═══ Information shown ═══

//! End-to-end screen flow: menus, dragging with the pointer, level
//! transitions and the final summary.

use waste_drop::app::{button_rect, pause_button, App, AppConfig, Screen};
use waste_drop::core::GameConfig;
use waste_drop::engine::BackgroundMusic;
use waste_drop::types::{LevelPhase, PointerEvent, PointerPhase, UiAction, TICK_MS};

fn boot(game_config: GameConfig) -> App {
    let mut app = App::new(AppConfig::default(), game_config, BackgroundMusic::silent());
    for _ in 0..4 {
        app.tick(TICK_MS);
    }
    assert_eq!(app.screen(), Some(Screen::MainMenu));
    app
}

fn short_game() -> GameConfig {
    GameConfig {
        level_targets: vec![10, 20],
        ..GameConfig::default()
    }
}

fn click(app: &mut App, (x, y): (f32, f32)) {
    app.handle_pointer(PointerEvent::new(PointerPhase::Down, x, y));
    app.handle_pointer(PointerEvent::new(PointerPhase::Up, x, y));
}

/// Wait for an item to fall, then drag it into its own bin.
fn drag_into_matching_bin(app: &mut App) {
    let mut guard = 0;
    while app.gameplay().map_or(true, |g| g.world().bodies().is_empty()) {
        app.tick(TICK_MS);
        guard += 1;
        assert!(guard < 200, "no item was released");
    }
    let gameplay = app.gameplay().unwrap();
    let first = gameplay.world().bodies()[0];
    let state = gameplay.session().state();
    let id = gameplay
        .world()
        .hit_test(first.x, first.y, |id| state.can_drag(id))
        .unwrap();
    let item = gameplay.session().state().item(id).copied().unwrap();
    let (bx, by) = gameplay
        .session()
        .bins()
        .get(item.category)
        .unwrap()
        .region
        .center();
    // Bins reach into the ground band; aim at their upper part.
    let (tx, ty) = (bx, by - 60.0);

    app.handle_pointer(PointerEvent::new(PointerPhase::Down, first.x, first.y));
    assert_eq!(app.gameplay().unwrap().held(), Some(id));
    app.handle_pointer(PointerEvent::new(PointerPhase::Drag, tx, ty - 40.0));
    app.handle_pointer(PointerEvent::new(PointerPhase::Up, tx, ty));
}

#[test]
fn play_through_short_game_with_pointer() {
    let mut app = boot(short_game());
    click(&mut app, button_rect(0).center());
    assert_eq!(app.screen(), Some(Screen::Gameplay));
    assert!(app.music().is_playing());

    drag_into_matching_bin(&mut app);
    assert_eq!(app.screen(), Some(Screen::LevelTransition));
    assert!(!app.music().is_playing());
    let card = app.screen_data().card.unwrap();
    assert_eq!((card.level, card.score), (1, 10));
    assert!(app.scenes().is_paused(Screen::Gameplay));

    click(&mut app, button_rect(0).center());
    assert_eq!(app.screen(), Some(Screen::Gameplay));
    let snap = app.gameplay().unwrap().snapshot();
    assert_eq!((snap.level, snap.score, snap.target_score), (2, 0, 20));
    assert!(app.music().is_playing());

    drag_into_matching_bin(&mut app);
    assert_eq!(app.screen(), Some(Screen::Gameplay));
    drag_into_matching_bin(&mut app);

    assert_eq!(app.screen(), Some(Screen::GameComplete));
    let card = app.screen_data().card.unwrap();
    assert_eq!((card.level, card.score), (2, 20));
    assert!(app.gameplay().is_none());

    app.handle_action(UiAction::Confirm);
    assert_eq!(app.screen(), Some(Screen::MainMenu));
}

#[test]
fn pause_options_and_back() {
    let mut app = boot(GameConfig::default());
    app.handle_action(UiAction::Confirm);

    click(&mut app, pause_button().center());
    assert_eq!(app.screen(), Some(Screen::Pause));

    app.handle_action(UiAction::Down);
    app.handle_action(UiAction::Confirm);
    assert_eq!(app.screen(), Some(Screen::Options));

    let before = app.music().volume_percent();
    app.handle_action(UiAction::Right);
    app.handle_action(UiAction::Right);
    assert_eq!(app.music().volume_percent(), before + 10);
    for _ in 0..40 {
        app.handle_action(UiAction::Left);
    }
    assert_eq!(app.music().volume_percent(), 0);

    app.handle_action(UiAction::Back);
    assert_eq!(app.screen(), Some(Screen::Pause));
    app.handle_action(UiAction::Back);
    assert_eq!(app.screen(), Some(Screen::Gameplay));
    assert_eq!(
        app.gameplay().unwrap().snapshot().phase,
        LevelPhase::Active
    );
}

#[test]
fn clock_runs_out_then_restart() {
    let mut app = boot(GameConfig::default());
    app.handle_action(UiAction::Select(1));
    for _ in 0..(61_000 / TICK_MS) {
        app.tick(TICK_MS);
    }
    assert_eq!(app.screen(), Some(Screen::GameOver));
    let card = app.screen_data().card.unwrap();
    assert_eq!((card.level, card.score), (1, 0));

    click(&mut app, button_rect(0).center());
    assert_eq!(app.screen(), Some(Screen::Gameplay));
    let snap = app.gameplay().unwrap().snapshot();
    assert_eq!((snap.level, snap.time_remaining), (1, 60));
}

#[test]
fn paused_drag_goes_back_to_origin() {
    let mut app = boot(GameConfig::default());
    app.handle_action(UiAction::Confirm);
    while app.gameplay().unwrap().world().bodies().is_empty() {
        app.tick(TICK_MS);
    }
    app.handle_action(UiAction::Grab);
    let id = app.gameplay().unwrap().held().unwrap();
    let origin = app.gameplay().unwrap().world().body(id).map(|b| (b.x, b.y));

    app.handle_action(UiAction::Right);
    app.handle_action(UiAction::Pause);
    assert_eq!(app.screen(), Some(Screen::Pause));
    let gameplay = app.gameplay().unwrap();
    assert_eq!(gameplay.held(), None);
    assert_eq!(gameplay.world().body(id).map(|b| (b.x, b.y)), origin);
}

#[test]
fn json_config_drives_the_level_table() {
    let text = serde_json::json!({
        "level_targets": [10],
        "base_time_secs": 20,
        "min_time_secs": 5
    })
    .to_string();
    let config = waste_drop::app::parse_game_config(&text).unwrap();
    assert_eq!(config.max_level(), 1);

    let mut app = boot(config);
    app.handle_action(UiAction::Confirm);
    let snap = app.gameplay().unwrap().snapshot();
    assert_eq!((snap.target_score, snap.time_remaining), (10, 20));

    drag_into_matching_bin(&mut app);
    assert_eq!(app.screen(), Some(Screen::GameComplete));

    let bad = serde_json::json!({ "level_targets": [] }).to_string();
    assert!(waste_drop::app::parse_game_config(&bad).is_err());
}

═══

*What is expected*
Give each line of the records above again, unchanged.

*Solution*
//! End-to-end screen flow: menus, dragging with the pointer, level
//! transitions and the final summary.

use waste_drop::app::{button_rect, pause_button, App, AppConfig, Screen};
use waste_drop::core::GameConfig;
use waste_drop::engine::BackgroundMusic;
use waste_drop::types::{LevelPhase, PointerEvent, PointerPhase, UiAction, TICK_MS};

fn boot(game_config: GameConfig) -> App {
    let mut app = App::new(AppConfig::default(), game_config, BackgroundMusic::silent());
    for _ in 0..4 {
        app.tick(TICK_MS);
    }
    assert_eq!(app.screen(), Some(Screen::MainMenu));
    app
}

fn short_game() -> GameConfig {
    GameConfig {
        level_targets: vec![10, 20],
        ..GameConfig::default()
    }
}

fn click(app: &mut App, (x, y): (f32, f32)) {
    app.handle_pointer(PointerEvent::new(PointerPhase::Down, x, y));
    app.handle_pointer(PointerEvent::new(PointerPhase::Up, x, y));
}

/// Wait for an item to fall, then drag it into its own bin.
fn drag_into_matching_bin(app: &mut App) {
    let mut guard = 0;
    while app.gameplay().map_or(true, |g| g.world().bodies().is_empty()) {
        app.tick(TICK_MS);
        guard += 1;
        assert!(guard < 200, "no item was released");
    }
    let gameplay = app.gameplay().unwrap();
    let first = gameplay.world().bodies()[0];
    let state = gameplay.session().state();
    let id = gameplay
        .world()
        .hit_test(first.x, first.y, |id| state.can_drag(id))
        .unwrap();
    let item = gameplay.session().state().item(id).copied().unwrap();
    let (bx, by) = gameplay
        .session()
        .bins()
        .get(item.category)
        .unwrap()
        .region
        .center();
    // Bins reach into the ground band; aim at their upper part.
    let (tx, ty) = (bx, by - 60.0);

    app.handle_pointer(PointerEvent::new(PointerPhase::Down, first.x, first.y));
    assert_eq!(app.gameplay().unwrap().held(), Some(id));
    app.handle_pointer(PointerEvent::new(PointerPhase::Drag, tx, ty - 40.0));
    app.handle_pointer(PointerEvent::new(PointerPhase::Up, tx, ty));
}

#[test]
fn play_through_short_game_with_pointer() {
    let mut app = boot(short_game());
    click(&mut app, button_rect(0).center());
    assert_eq!(app.screen(), Some(Screen::Gameplay));
    assert!(app.music().is_playing());

    drag_into_matching_bin(&mut app);
    assert_eq!(app.screen(), Some(Screen::LevelTransition));
    assert!(!app.music().is_playing());
    let card = app.screen_data().card.unwrap();
    assert_eq!((card.level, card.score), (1, 10));
    assert!(app.scenes().is_paused(Screen::Gameplay));

    click(&mut app, button_rect(0).center());
    assert_eq!(app.screen(), Some(Screen::Gameplay));
    let snap = app.gameplay().unwrap().snapshot();
    assert_eq!((snap.level, snap.score, snap.target_score), (2, 0, 20));
    assert!(app.music().is_playing());

    drag_into_matching_bin(&mut app);
    assert_eq!(app.screen(), Some(Screen::Gameplay));
    drag_into_matching_bin(&mut app);

    assert_eq!(app.screen(), Some(Screen::GameComplete));
    let card = app.screen_data().card.unwrap();
    assert_eq!((card.level, card.score), (2, 20));
    assert!(app.gameplay().is_none());

    app.handle_action(UiAction::Confirm);
    assert_eq!(app.screen(), Some(Screen::MainMenu));
}

#[test]
fn pause_options_and_back() {
    let mut app = boot(GameConfig::default());
    app.handle_action(UiAction::Confirm);

    click(&mut app, pause_button().center());
    assert_eq!(app.screen(), Some(Screen::Pause));

    app.handle_action(UiAction::Down);
    app.handle_action(UiAction::Confirm);
    assert_eq!(app.screen(), Some(Screen::Options));

    let before = app.music().volume_percent();
    app.handle_action(UiAction::Right);
    app.handle_action(UiAction::Right);
    assert_eq!(app.music().volume_percent(), before + 10);
    for _ in 0..40 {
        app.handle_action(UiAction::Left);
    }
    assert_eq!(app.music().volume_percent(), 0);

    app.handle_action(UiAction::Back);
    assert_eq!(app.screen(), Some(Screen::Pause));
    app.handle_action(UiAction::Back);
    assert_eq!(app.screen(), Some(Screen::Gameplay));
    assert_eq!(
        app.gameplay().unwrap().snapshot().phase,
        LevelPhase::Active
    );
}

#[test]
fn clock_runs_out_then_restart() {
    let mut app = boot(GameConfig::default());
    app.handle_action(UiAction::Select(1));
    for _ in 0..(61_000 / TICK_MS) {
        app.tick(TICK_MS);
    }
    assert_eq!(app.screen(), Some(Screen::GameOver));
    let card = app.screen_data().card.unwrap();
    assert_eq!((card.level, card.score), (1, 0));

    click(&mut app, button_rect(0).center());
    assert_eq!(app.screen(), Some(Screen::Gameplay));
    let snap = app.gameplay().unwrap().snapshot();
    assert_eq!((snap.level, snap.time_remaining), (1, 60));
}

#[test]
fn paused_drag_goes_back_to_origin() {
    let mut app = boot(GameConfig::default());
    app.handle_action(UiAction::Confirm);
    while app.gameplay().unwrap().world().bodies().is_empty() {
        app.tick(TICK_MS);
    }
    app.handle_action(UiAction::Grab);
    let id = app.gameplay().unwrap().held().unwrap();
    let origin = app.gameplay().unwrap().world().body(id).map(|b| (b.x, b.y));

    app.handle_action(UiAction::Right);
    app.handle_action(UiAction::Pause);
    assert_eq!(app.screen(), Some(Screen::Pause));
    let gameplay = app.gameplay().unwrap();
    assert_eq!(gameplay.held(), None);
    assert_eq!(gameplay.world().body(id).map(|b| (b.x, b.y)), origin);
}

#[test]
fn json_config_drives_the_level_table() {
    let text = serde_json::json!({
        "level_targets": [10],
        "base_time_secs": 20,
        "min_time_secs": 5
    })
    .to_string();
    let config = waste_drop::app::parse_game_config(&text).unwrap();
    assert_eq!(config.max_level(), 1);

    let mut app = boot(config);
    app.handle_action(UiAction::Confirm);
    let snap = app.gameplay().unwrap().snapshot();
    assert_eq!((snap.target_score, snap.time_remaining), (10, 20));

    drag_into_matching_bin(&mut app);
    assert_eq!(app.screen(), Some(Screen::GameComplete));

    let bad = serde_json::json!({ "level_targets": [] }).to_string();
    assert!(waste_drop::app::parse_game_config(&bad).is_err());
}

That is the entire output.